Bugüne kadar seyrettiğim filmler arasında en çok etkilendiğim film “Şaşkın Hırsızlar” oldu. Önce filmin konusunu kısaca anlatmak istiyorum; Ren adında bir adam çok iyi kung-fu biliyor ve bu dövüş yeteneğini hırsızlık için kullanmaktadır. Ren ve arkadaşına, liderleri tarafından yeni bir görev verilir. Görevleri şehirdeki en zengin kadının torunu kaçırılacak ve fidye için mafyaya teslim edilecektir. Ancak bu sırada, Ren’in lideri hapse girer ve bebek, Ren ve arkadaşının başına kalır. Ren bebeği mafyaya teslim etmekten vazgeçtiği için, mafya lideri intikam için bir katil göndererek bebeği ele geçirmek ister. Ren ve arkadaşı, bebeği mafyanın eline geçirmemek için artık üçü de bir çok tehlikelerle karşı karşıya kalırlar.
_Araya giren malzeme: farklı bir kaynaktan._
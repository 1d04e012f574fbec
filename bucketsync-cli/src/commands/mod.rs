pub mod plan;
pub mod settings;
pub mod sync;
Filmde en çok bebeğin neredeyse ölümle sonuçlanacak tehlikelerle karşı karşıya kaldığı, canları pahasına bebeği korumak isteyen Ren ve arkadaşının düşmüş olduğu durumlara ve bebeği kendi çocukları gibi sahiplendiği sahneler beni çok duygulandırdı. Özellikle soğuk bir odada kaldıklarında, bebeği aralarına alıp donmaktan kurtarmaya çalıştıkları sahne ve sonrasında ambulansa yetişmeye çalıştıkları sahne benim için etkileyiciydi.
Bebekleri çok seviyorum, bebekleri ağlarken görmek beni çok üzüyor. Bu filmde de bebek çok ağladığı için, duygulandığım çok fazla sahne vardı. Ben olsaydım, filmde bebeğin bu kadar ağlatılmasına izin vermezdim. Ayrıca Ren’in yerinde olsaydım, paramı hırsızlık yaparak kazanmak yerine, insanlara kung-fu dövüş sanatını öğreterek para kazanmaya çalışırdım. Diyelim ki kötü bir insanım, yine de bir bebeği kaçıracak kadar insafsız olamazdım.